YOUR OBJECTIVE: If a line below includes the string "when", copy it.

Stored data entries
----------------------------------------

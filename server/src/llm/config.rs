//! LLM and embeddings configuration parsed from environment variables.

use super::types::LlmError;

pub const DEFAULT_OPENAI_BASE_URL: &str = "https://api.openai.com/v1";
pub const DEFAULT_EMBEDDINGS_MODEL: &str = "text-embedding-ada-002";
pub const DEFAULT_LLM_REQUEST_TIMEOUT_SECS: u64 = 120;
pub const DEFAULT_LLM_CONNECT_TIMEOUT_SECS: u64 = 10;

#[derive(Debug, Clone, Copy, PartialEq, Eq)]
pub enum LlmProviderKind {
    Anthropic,
    OpenAi,
}

#[derive(Debug, Clone, Copy, PartialEq, Eq)]
pub struct LlmTimeouts {
    pub request_secs: u64,
    pub connect_secs: u64,
}

impl Default for LlmTimeouts {
    fn default() -> Self {
        Self {
            request_secs: DEFAULT_LLM_REQUEST_TIMEOUT_SECS,
            connect_secs: DEFAULT_LLM_CONNECT_TIMEOUT_SECS,
        }
    }
}

#[derive(Debug, Clone, PartialEq, Eq)]
pub struct LlmConfig {
    pub provider: LlmProviderKind,
    pub api_key: String,
    pub model: String,
    pub openai_base_url: String,
    pub timeouts: LlmTimeouts,
}

impl LlmConfig {
    /// Build typed LLM config from environment variables.
    ///
    /// Required:
    /// - `LLM_API_KEY_ENV` (names the env var containing the key)
    ///
    /// Optional:
    /// - `LLM_PROVIDER`: `openai` (default) or `anthropic`
    /// - `LLM_MODEL`: provider default when absent
    /// - `LLM_OPENAI_BASE_URL`: default OpenAI API base URL
    /// - `LLM_REQUEST_TIMEOUT_SECS`: default 120
    /// - `LLM_CONNECT_TIMEOUT_SECS`: default 10
    ///
    /// # Errors
    ///
    /// Returns an error when the provider is unknown or the key env var
    /// is unset.
    pub fn from_env() -> Result<Self, LlmError> {
        let provider = parse_provider(std::env::var("LLM_PROVIDER").ok().as_deref())?;

        let key_var =
            std::env::var("LLM_API_KEY_ENV").map_err(|_| LlmError::MissingApiKey { var: "LLM_API_KEY_ENV".into() })?;
        let api_key = std::env::var(&key_var).map_err(|_| LlmError::MissingApiKey { var: key_var.clone() })?;

        let model = std::env::var("LLM_MODEL").unwrap_or_else(|_| default_model(provider).to_string());
        let openai_base_url = base_url_from(std::env::var("LLM_OPENAI_BASE_URL").ok().as_deref());
        let timeouts = LlmTimeouts {
            request_secs: env_parse_u64("LLM_REQUEST_TIMEOUT_SECS", DEFAULT_LLM_REQUEST_TIMEOUT_SECS),
            connect_secs: env_parse_u64("LLM_CONNECT_TIMEOUT_SECS", DEFAULT_LLM_CONNECT_TIMEOUT_SECS),
        };

        Ok(Self { provider, api_key, model, openai_base_url, timeouts })
    }
}

/// Embeddings API config. Always OpenAI-compatible; Anthropic does not
/// serve an embeddings endpoint, so retrieval configures independently
/// of the chat provider.
#[derive(Debug, Clone, PartialEq, Eq)]
pub struct EmbeddingsConfig {
    pub api_key: String,
    pub model: String,
    pub base_url: String,
    pub timeouts: LlmTimeouts,
}

impl EmbeddingsConfig {
    /// Build typed embeddings config from environment variables.
    ///
    /// - `EMBEDDINGS_API_KEY_ENV`: names the key env var (default `OPENAI_API_KEY`)
    /// - `EMBEDDINGS_MODEL`: default `text-embedding-ada-002`
    /// - `EMBEDDINGS_BASE_URL`: default OpenAI API base URL
    ///
    /// # Errors
    ///
    /// Returns an error when the key env var is unset.
    pub fn from_env() -> Result<Self, LlmError> {
        let key_var = std::env::var("EMBEDDINGS_API_KEY_ENV").unwrap_or_else(|_| "OPENAI_API_KEY".to_owned());
        let api_key = std::env::var(&key_var).map_err(|_| LlmError::MissingApiKey { var: key_var.clone() })?;

        let model = std::env::var("EMBEDDINGS_MODEL").unwrap_or_else(|_| DEFAULT_EMBEDDINGS_MODEL.to_owned());
        let base_url = base_url_from(std::env::var("EMBEDDINGS_BASE_URL").ok().as_deref());
        let timeouts = LlmTimeouts {
            request_secs: env_parse_u64("LLM_REQUEST_TIMEOUT_SECS", DEFAULT_LLM_REQUEST_TIMEOUT_SECS),
            connect_secs: env_parse_u64("LLM_CONNECT_TIMEOUT_SECS", DEFAULT_LLM_CONNECT_TIMEOUT_SECS),
        };

        Ok(Self { api_key, model, base_url, timeouts })
    }
}

fn env_parse_u64(key: &str, default: u64) -> u64 {
    std::env::var(key)
        .ok()
        .and_then(|v| v.parse::<u64>().ok())
        .unwrap_or(default)
}

fn base_url_from(raw: Option<&str>) -> String {
    raw.unwrap_or(DEFAULT_OPENAI_BASE_URL)
        .trim_end_matches('/')
        .to_string()
}

fn parse_provider(raw: Option<&str>) -> Result<LlmProviderKind, LlmError> {
    match raw.unwrap_or("openai") {
        "anthropic" => Ok(LlmProviderKind::Anthropic),
        "openai" => Ok(LlmProviderKind::OpenAi),
        other => Err(LlmError::ConfigParse(format!("unknown LLM_PROVIDER: {other}"))),
    }
}

fn default_model(provider: LlmProviderKind) -> &'static str {
    match provider {
        LlmProviderKind::Anthropic => "claude-sonnet-4-5-20250929",
        LlmProviderKind::OpenAi => "gpt-4o",
    }
}

#[cfg(test)]
#[path = "config_test.rs"]
mod tests;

----------------------------------------

RESPONSE AREA:
    /// - `LLM_MODEL`: provider default when absent
    /// Returns an error when the provider is unknown or the key env var
    /// Returns an error when the key env var is unset.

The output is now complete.